Ñanco y Ñimin
Ahora tengo sentado al lado un coreano.
Antes (hace unos días o unos segundos, total uno lee “antes” y ya se queda tranquilo: sabe que lo que le va a ser relatado es anterior a lo que se le venía diciendo, lo demás está para la estadística), yo miraba por la ventanilla un espacio irreal. Repetido (¿pero, cómo, hace media hora pasamos por este lugar ya, no?), absorbente. Absolvente, por jugar. Uno empieza a comprender de qué trata la culpa a causa de ese lugar, ¿no?. Ahí uno va a perdonar sus propios pecados. O siente eso, digamos, entre otras cosas. Y empezamos a bajar. Me doy cuenta porque cambia el ángulo de la llamarada de tierra que va dejando al paso de la camioneta una estela interminable de camino de ripio, primero, y después porque uno siente que las vísceras se mueven y uno debiera moverse en el mismo sentido, y así uno se da cuenta que sube, baja, y cosas así. Vamos bajando. Acá qué es, le pregunto a Julio. La Bajada del Inglés, dice así, como si hablara con mayúsculas incluidas. Ajá. ¿Quién es el inglés? No sé, dice Julio y mira el chorro de tierra que se nos viene encima desde que salimos del pueblo. ¿Y adónde lleva la bajada del inglés? A Corral de Piedra, dice y sigue mirando al camino de su lado del asiento. U, dice Julio. Más bien uuuuuuuu, dos o tres segundos, algo así de largo. ¿Qué?, le digo. Uuuuuuuu, sigue diciendo a intervalos regulares. No llego a alarmarme, por eso pregunto ¿Qué pasó?, después de un rato largo.

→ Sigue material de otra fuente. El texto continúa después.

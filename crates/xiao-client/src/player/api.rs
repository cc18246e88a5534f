//! Player and music-list endpoints of the backend.

use anyhow::{Context, Result};
use reqwest::{Client, RequestBuilder, Response, Url};
use tracing::debug;

use xiao_proto::protocol::{FileItem, PlayMode, PlaySnapshot, VolumeStatus};

#[derive(Clone)]
pub struct PlayerApi {
    client: Client,
    base: Url,
}

impl PlayerApi {
    pub fn new(client: Client, base_url: &str) -> Result<Self> {
        let base = Url::parse(base_url).with_context(|| format!("Invalid base URL {}", base_url))?;
        Ok(Self { client, base })
    }

    fn url(&self, path: &str) -> Result<Url> {
        self.base
            .join(path)
            .with_context(|| format!("Invalid endpoint {}", path))
    }

    /// Send and fail on a non-2xx status, carrying the body text.
    async fn send(&self, path: &str, request: RequestBuilder) -> Result<Response> {
        let response = request
            .send()
            .await
            .with_context(|| format!("Failed to call {}", path))?;
        let status = response.status();
        if !status.is_success() {
            let body = response.text().await.unwrap_or_default();
            anyhow::bail!("{} returned {}: {}", path, status, body.trim());
        }
        debug!("player: {} -> {}", path, status);
        Ok(response)
    }

    async fn get(&self, path: &str) -> Result<Response> {
        let request = self.client.get(self.url(path)?);
        self.send(path, request).await
    }

    async fn get_with(&self, path: &str, query: &[(&str, &str)]) -> Result<Response> {
        let request = self.client.get(self.url(path)?).query(query);
        self.send(path, request).await
    }

    pub async fn play(&self) -> Result<()> {
        self.get("/player/play").await?;
        Ok(())
    }

    pub async fn stop(&self) -> Result<()> {
        self.get("/player/stop").await?;
        Ok(())
    }

    /// `+1` next, `-1` previous, within the server's queue.
    pub async fn skip(&self, value: i32) -> Result<()> {
        let value = value.to_string();
        self.get_with("/player/skip", &[("value", value.as_str())])
            .await?;
        Ok(())
    }

    pub async fn set_play_mode(&self, mode: &PlayMode) -> Result<()> {
        self.get_with("/player/playMode", &[("mode", mode.as_str())])
            .await?;
        Ok(())
    }

    /// `true` only if the speaker reports exactly the requested volume.
    pub async fn set_volume(&self, value: u8) -> Result<bool> {
        let requested = value.to_string();
        let status: VolumeStatus = self
            .get_with("/player/set_volume", &[("value", requested.as_str())])
            .await?
            .json()
            .await
            .context("Failed to parse volume response")?;
        Ok(status.volume == i64::from(value))
    }

    /// `-1` when the speaker could not be read.
    pub async fn get_volume(&self) -> Result<i64> {
        let status: VolumeStatus = self
            .get("/player/get_volume")
            .await?
            .json()
            .await
            .context("Failed to parse volume response")?;
        Ok(status.volume)
    }

    pub async fn send_play_state(&self, snapshot: &PlaySnapshot) -> Result<()> {
        let request = self.client.post(self.url("/player/src")?).json(snapshot);
        self.send("/player/src", request).await?;
        Ok(())
    }

    pub async fn save_favorite(&self, item: &FileItem) -> Result<()> {
        let request = self.client.post(self.url("/player/favorited")?).json(item);
        self.send("/player/favorited", request).await?;
        Ok(())
    }

    pub async fn last_state(&self) -> Result<PlaySnapshot> {
        self.get("/player/last")
            .await?
            .json()
            .await
            .context("Failed to parse player state")
    }

    /// Directory listing, or `history` / `favorite`. A `null` body is an
    /// empty listing.
    pub async fn list(&self, dir: &str, filter: Option<&str>) -> Result<Vec<FileItem>> {
        let files: Option<Vec<FileItem>> = self
            .get_with("/music/list", &[("dir", dir), ("filter", filter.unwrap_or(""))])
            .await?
            .json()
            .await
            .context("Failed to parse music list")?;
        Ok(files.unwrap_or_default())
    }
}
//! Byte stream to text chunks.

use futures_util::{Stream, StreamExt};
use tracing::debug;

use super::error::ChatError;

/// Incremental UTF-8 decoder. A multi-byte sequence split across two network
/// chunks is held back until its tail arrives; invalid bytes become U+FFFD.
#[derive(Debug, Default)]
pub struct Utf8StreamDecoder {
    pending: Vec<u8>,
}

impl Utf8StreamDecoder {
    pub fn new() -> Self {
        Self::default()
    }

    pub fn decode(&mut self, bytes: &[u8]) -> String {
        let mut buf = std::mem::take(&mut self.pending);
        buf.extend_from_slice(bytes);

        let mut out = String::with_capacity(buf.len());
        let mut rest: &[u8] = &buf;
        loop {
            match std::str::from_utf8(rest) {
                Ok(s) => {
                    out.push_str(s);
                    rest = &[];
                    break;
                }
                Err(e) => {
                    let valid = e.valid_up_to();
                    out.push_str(std::str::from_utf8(&rest[..valid]).unwrap_or_default());
                    match e.error_len() {
                        Some(bad) => {
                            out.push(char::REPLACEMENT_CHARACTER);
                            rest = &rest[valid + bad..];
                        }
                        None => {
                            // Incomplete sequence at the end; wait for more.
                            rest = &rest[valid..];
                            break;
                        }
                    }
                }
            }
        }
        self.pending = rest.to_vec();
        out
    }

    /// Bytes of an unfinished sequence still held back.
    pub fn pending_len(&self) -> usize {
        self.pending.len()
    }
}

/// Pulls an HTTP body stream and hands out decoded text chunks. Once the body
/// ends or fails it keeps returning `None`.
pub struct DecodedChunks<S> {
    inner: S,
    decoder: Utf8StreamDecoder,
    done: bool,
}

impl<S, B, E> DecodedChunks<S>
where
    S: Stream<Item = Result<B, E>> + Unpin,
    B: AsRef<[u8]>,
    E: std::fmt::Display,
{
    pub fn new(inner: S) -> Self {
        Self {
            inner,
            decoder: Utf8StreamDecoder::new(),
            done: false,
        }
    }

    pub async fn next_chunk(&mut self) -> Option<Result<String, ChatError>> {
        if self.done {
            return None;
        }
        match self.inner.next().await {
            Some(Ok(bytes)) => Some(Ok(self.decoder.decode(bytes.as_ref()))),
            Some(Err(e)) => {
                self.done = true;
                Some(Err(ChatError::Stream(e.to_string())))
            }
            None => {
                self.done = true;
                let dropped = self.decoder.pending_len();
                if dropped > 0 {
                    debug!("chat: dropping {} undecodable trailing bytes", dropped);
                }
                None
            }
        }
    }
}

Un Ñanco. ¿Qué? Un ñanco. ¿Y qué pasa con el ñanco? ¿Qué es un ñanco? Le vi la espalda al Ñanco. Sonamos, pienso yo. Julio después va diciendo que ese aguilucho intrascendente, y por eso poderoso, que pasó fugazmente, como salido mismamente del chorro de tierra que brotaba justo al lado de la camioneta, es el ñanco. El pecho blanco, la espalda negra.
Esa noche me acosté con fiebre y dolorido, en una cama para el olvido.
Carraspeo un poco, con decoro eso sí, antes de hablar con el Lonko de Sierra Colorada. Todavía me siento afiebrado. Intercambiamos cortesías y desamparos y le pregunto qué significaba el diseño que dibujaban con perfección las cerámicas recién puestas de la ruca. El cielo, dice. Ajá, digo yo. Es lindo, digo. Sí, es lindo, dice. Julio, atrás del Lonko, dice que no con la cabeza, enfáticamente.
Venga que le muestro, me dice el Lonko, y parece que me hubiera tomado del brazo para llevarme aunque yo no lo quisiera seguir. Saca una llave del bolsillo y me hace pasar por una puertita lateral. Adentro está atiborrado de electrodomésticos de última generación: Home theatre, pecés, LCD, y otras cosas de las que no sé el nombre.
Después digo Qué, le digo qué a Julio. Qué qué, dice mirando para otro lado, afuera. Qué me decías no atrás del Lonko. No, lo de la figura, que no es el cielo. ¿Y qué es? La vida, dice mirándome de repente a la cara. Ajá. Mirala bien, te vas a dar cuenta. Sí, parece. El abrazo de la vida, dice Julio. Abre los brazos y se toca las puntas de los dedos, como si tuviera una pelota grande entre sus brazos. Ajá, sí, ¿no?.
Almorzamos un cordero bastante matungo. La sobremesa duró mucho. Yo sentía que había comido un par de rieles. Los demás también. Le pregunto a Fanny (¿Fanny?¿Quién te puso Fanny? La esposa del médico que me trajo al mundo se llamaba así. ¿Y quién te puso? Ella.) qué es el diseño de las cerámicas. EL Lonko te dijo cualquier cosa. Ajá. ¿Y qué cosa es? Representa a la mujer, ¿no te das cuenta? Miro la figura que arman los mosaicos en el piso. Digo sí, claro. Claro.
El coreano se fue. Ya me tenía nervioso el pelotudo ese.